▶ _Task item_
Find the line with "JSON quando ausente." and the line with "com a API Anthropic." in the entries below; output exactly those two lines, every line between them, and no others.

Dataset entries
+ + + +

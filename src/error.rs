use thiserror::Error;

/// Failures owned by the job scheduler. Everything except `ShuttingDown` is
/// recorded on the job itself and never returned to the submitter.
#[derive(Debug, Error)]
pub enum SchedulerError {
    #[error("scheduler is shutting down, job rejected")]
    ShuttingDown,

    #[error("no handler registered for job type \"{0}\"")]
    NoHandler(String),

    #[error("job timed out after {0}s")]
    Timeout(u64),

    #[error("job handler panicked: {0}")]
    Panicked(String),
}

/// Failures of one summary workflow run.
#[derive(Debug, Error)]
pub enum WorkflowError {
    /// No usable draft after every attempt was spent.
    #[error("summary generation failed after {attempts} attempts: {last_feedback}")]
    Exhausted { attempts: u32, last_feedback: String },

    #[error("failed to persist summary: {0}")]
    Persist(#[from] StoreError),

    #[error("summary handler cannot process a \"{0}\" payload")]
    UnexpectedPayload(String),
}

/// Failures of the summary persistence collaborator.
#[derive(Debug, Error)]
pub enum StoreError {
    #[error("IO error: {0}")]
    Io(#[from] std::io::Error),

    #[error("JSON error: {0}")]
    Json(#[from] serde_json::Error),
}

#[cfg(test)]
mod tests {
    use super::*;

    #[test]
    fn no_handler_message_names_the_type() {
        let err = SchedulerError::NoHandler("foo".into());
        assert_eq!(err.to_string(), "no handler registered for job type \"foo\"");
    }

    #[test]
    fn exhausted_message_carries_feedback() {
        let err = WorkflowError::Exhausted {
            attempts: 2,
            last_feedback: "no JSON object found in response".into(),
        };
        assert_eq!(
            err.to_string(),
            "summary generation failed after 2 attempts: no JSON object found in response"
        );
    }

    #[test]
    fn store_error_wraps_io() {
        let err: WorkflowError =
            StoreError::from(std::io::Error::other("disk full")).into();
        assert_eq!(err.to_string(), "failed to persist summary: IO error: disk full");
    }
}
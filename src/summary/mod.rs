//! Asset summary generation: prompts, parsing, checks and the
//! generate/validate/retry workflow that ties them together.

pub mod extract;
mod handler;
pub mod prompt;
pub mod schema;
mod types;
pub mod validate;
mod workflow;

pub use handler::SummaryJobHandler;
pub use types::{AssetType, DataCoverage, Severity, Summary, SummaryRequest};
pub use workflow::{Step, SummaryWorkflow, WorkflowConfig, WorkflowReport, WorkflowState};
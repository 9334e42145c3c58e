use chrono::{DateTime, Utc};
use serde::Deserialize;
use serde_json::Value;

use super::extract::extract_json_object;
use super::schema::EvidenceSchema;
use super::types::{AssetType, Summary};

pub const MAX_SENTENCES: usize = 4;
pub const MAX_FINDINGS: usize = 5;
pub const MAX_RECOMMENDATIONS: usize = 4;
const MIN_SUMMARY_CHARS: usize = 10;

/// Outcome of one self-check.
#[derive(Debug, Clone, PartialEq, Eq)]
pub struct Verdict {
    pub valid: bool,
    pub problems: Vec<String>,
}

impl Verdict {
    pub fn pass() -> Self {
        Self {
            valid: true,
            problems: Vec::new(),
        }
    }

    pub fn fail(problem: impl Into<String>) -> Self {
        Self {
            valid: false,
            problems: vec![problem.into()],
        }
    }
}

#[derive(Debug, Deserialize)]
struct RawVerdict {
    valid: bool,
    #[serde(default)]
    problems: Vec<String>,
}

/// Deterministic checks that need no backend call.
pub fn local_checks(draft: &Summary, asset_type: AssetType, now: DateTime<Utc>) -> Vec<String> {
    let mut problems = Vec::new();

    let text = draft.summary.trim();
    if text.chars().count() < MIN_SUMMARY_CHARS {
        problems.push("Summary text too short".to_string());
    }
    let sentences = count_sentences(text);
    if sentences > MAX_SENTENCES {
        problems.push(format!(
            "Summary has {sentences} sentences, at most {MAX_SENTENCES} allowed"
        ));
    }

    if draft.findings.is_empty() {
        problems.push("At least one finding required".to_string());
    } else if draft.findings.len() > MAX_FINDINGS {
        problems.push(format!(
            "{} findings listed, at most {MAX_FINDINGS} allowed",
            draft.findings.len()
        ));
    }

    if draft.recommendations.is_empty() {
        problems.push("At least one recommendation required".to_string());
    } else if draft.recommendations.len() > MAX_RECOMMENDATIONS {
        problems.push(format!(
            "{} recommendations listed, at most {MAX_RECOMMENDATIONS} allowed",
            draft.recommendations.len()
        ));
    }

    if draft.data_coverage.fields_present_pct > 100 {
        problems.push(format!(
            "data_coverage.fields_present_pct is {}, must be within 0-100",
            draft.data_coverage.fields_present_pct
        ));
    }

    problems.extend(EvidenceSchema::for_asset(asset_type).check(&draft.evidence, now));
    problems
}

/// Sentence terminators followed by whitespace or end of text. Decimal points
/// and version numbers ("TLS 1.2") do not split.
pub fn count_sentences(text: &str) -> usize {
    let mut count = 0;
    let mut in_sentence = false;
    let mut chars = text.chars().peekable();
    while let Some(c) = chars.next() {
        if matches!(c, '.' | '!' | '?') {
            let at_boundary = chars.peek().is_none_or(|next| next.is_whitespace());
            if at_boundary && in_sentence {
                count += 1;
                in_sentence = false;
            }
        } else if !c.is_whitespace() {
            in_sentence = true;
        }
    }
    if in_sentence {
        count += 1;
    }
    count
}

/// Interpret the validator's reply. Structured verdicts are taken as-is;
/// anything else goes through [`heuristic_verdict`].
pub fn parse_verdict(text: &str) -> Verdict {
    let structured = extract_json_object(text)
        .and_then(|map| serde_json::from_value::<RawVerdict>(Value::Object(map)).ok());
    match structured {
        Some(raw) if raw.valid => Verdict {
            valid: true,
            problems: Vec::new(),
        },
        Some(raw) if raw.problems.is_empty() => {
            Verdict::fail("validator rejected the summary without listing problems")
        }
        Some(raw) => Verdict {
            valid: false,
            problems: raw.problems,
        },
        None => heuristic_verdict(text),
    }
}

const NEGATIVE_MARKERS: &[&str] = &[
    "invalid",
    "not valid",
    "fail",
    "problem",
    "violation",
    "error",
];
const POSITIVE_MARKERS: &[&str] = &["valid", "pass", "approved"];

/// Conservative reading of an unstructured reply: pass only when it says so
/// and mentions nothing negative.
pub fn heuristic_verdict(text: &str) -> Verdict {
    let lower = text.to_lowercase();
    let negative = NEGATIVE_MARKERS.iter().any(|m| lower.contains(m));
    let positive = POSITIVE_MARKERS.iter().any(|m| lower.contains(m));
    if positive && !negative {
        return Verdict::pass();
    }
    let excerpt: String = text.trim().chars().take(300).collect();
    if excerpt.is_empty() {
        Verdict::fail("validator returned an empty response")
    } else {
        Verdict::fail(format!("validator response was not structured: {excerpt}"))
    }
}
//! Tipos de dados para requisições e respostas da API Anthropic Messages.
//!
//! Todas as structs derivam `Serialize` e `Deserialize` para conversão JSON
//! conforme o formato esperado pelo endpoint `v1/messages` da Anthropic.

use serde::{Deserialize, Serialize};

/// Corpo da requisição para o endpoint `/v1/messages` da API Anthropic.
///
/// As instruções do analista vão em `system`; os dados do ativo vão como
/// mensagem do usuário.
#[derive(Debug, Clone, Serialize, Deserialize)]
pub struct MessagesRequest {
    /// Identificador do modelo a ser usado (ex.: "claude-haiku-4-5-20251001").
    pub model: String,
    /// Número máximo de tokens na resposta gerada pelo modelo.
    pub max_tokens: u32,
    /// Prompt de sistema. Omitido do JSON quando ausente.
    #[serde(default, skip_serializing_if = "Option::is_none")]
    pub system: Option<String>,
    /// Lista de mensagens compondo a conversa (usuário e assistente).
    pub messages: Vec<Message>,
}

/// Uma única mensagem em uma conversa com a API Anthropic.
#[derive(Debug, Clone, Serialize, Deserialize)]
pub struct Message {
    /// Papel do remetente: "user" ou "assistant".
    pub role: String,
    /// Conteúdo textual da mensagem.
    pub content: String,
}

impl Message {
    pub fn user(content: impl Into<String>) -> Self {
        Self {
            role: "user".into(),
            content: content.into(),
        }
    }
}

/// Resposta retornada pelo endpoint `/v1/messages` da API Anthropic.
#[derive(Debug, Clone, Serialize, Deserialize)]
pub struct MessagesResponse {
    /// Identificador único da resposta (gerado pela API).
    pub id: String,
    /// Blocos de conteúdo na resposta.
    pub content: Vec<ContentBlock>,
    /// Modelo que gerou a resposta.
    pub model: String,
    /// Motivo da parada da geração (ex.: "end_turn", "max_tokens").
    pub stop_reason: Option<String>,
    /// Estatísticas de uso de tokens (entrada e saída).
    pub usage: Usage,
}

impl MessagesResponse {
    /// Concatena todos os blocos de texto da resposta, ignorando outros tipos.
    pub fn text(&self) -> String {
        self.content
            .iter()
            .filter(|b| b.content_type == "text")
            .map(|b| b.text.as_str())
            .collect::<Vec<_>>()
            .join("")
    }
}

/// Um bloco de conteúdo dentro da resposta.
///
/// O campo `content_type` é serializado como `"type"` no JSON via `serde(rename)`.
/// Blocos que não são de texto chegam sem `text`, por isso o default.
#[derive(Debug, Clone, Serialize, Deserialize)]
pub struct ContentBlock {
    #[serde(rename = "type")]
    pub content_type: String,
    #[serde(default)]
    pub text: String,
}

/// Estatísticas de consumo de tokens para uma chamada à API.
#[derive(Debug, Clone, Default, Serialize, Deserialize)]
pub struct Usage {
    pub input_tokens: u32,
    pub output_tokens: u32,
}

#[cfg(test)]
mod tests {
    use super::*;

    #[test]
    fn request_omits_missing_system_prompt() {
        let req = MessagesRequest {
            model: "claude-haiku-4-5-20251001".into(),
            max_tokens: 1024,
            system: None,
            messages: vec![Message::user("Hello")],
        };
        let json = serde_json::to_string(&req).unwrap();
        assert!(!json.contains("system"));
        assert!(json.contains(r#""role":"user""#));
    }

    #[test]
    fn request_includes_system_prompt() {
        let req = MessagesRequest {
            model: "m".into(),
            max_tokens: 16,
            system: Some("You are a security analyst.".into()),
            messages: vec![Message::user("ASSET_JSON: {}")],
        };
        let value = serde_json::to_value(&req).unwrap();
        assert_eq!(value["system"], "You are a security analyst.");
        assert_eq!(value["messages"][0]["content"], "ASSET_JSON: {}");
    }

    #[test]
    fn content_block_type_field_renames_correctly() {
        let block = ContentBlock {
            content_type: "text".into(),
            text: "hello".into(),
        };
        let json = serde_json::to_string(&block).unwrap();
        assert!(json.contains(r#""type""#));
        assert!(!json.contains("content_type"));
    }

    #[test]
    fn response_text_joins_text_blocks() {
        let api_json = r#"{
            "id": "msg_123",
            "content": [
                {"type": "text", "text": "{\"severity\":"},
                {"type": "tool_use"},
                {"type": "text", "text": " \"low\"}"}
            ],
            "model": "claude-haiku-4-5-20251001",
            "stop_reason": "end_turn",
            "usage": {"input_tokens": 5, "output_tokens": 15}
        }"#;
        let resp: MessagesResponse = serde_json::from_str(api_json).unwrap();
        assert_eq!(resp.text(), r#"{"severity": "low"}"#);
        assert_eq!(resp.usage.output_tokens, 15);
    }

    #[test]
    fn messages_response_null_stop_reason() {
        let json = r#"{
            "id": "msg_456",
            "content": [],
            "model": "test",
            "stop_reason": null,
            "usage": {"input_tokens": 0, "output_tokens": 0}
        }"#;
        let resp: MessagesResponse = serde_json::from_str(json).unwrap();
        assert_eq!(resp.stop_reason, None);
        assert_eq!(resp.text(), "");
    }
}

+ + + +

▶ _Response to this task_
    /// Prompt de sistema. Omitido do JSON quando ausente.
    #[serde(default, skip_serializing_if = "Option::is_none")]
    pub system: Option<String>,
    /// Lista de mensagens compondo a conversa (usuário e assistente).
    pub messages: Vec<Message>,
}

/// Uma única mensagem em uma conversa com a API Anthropic.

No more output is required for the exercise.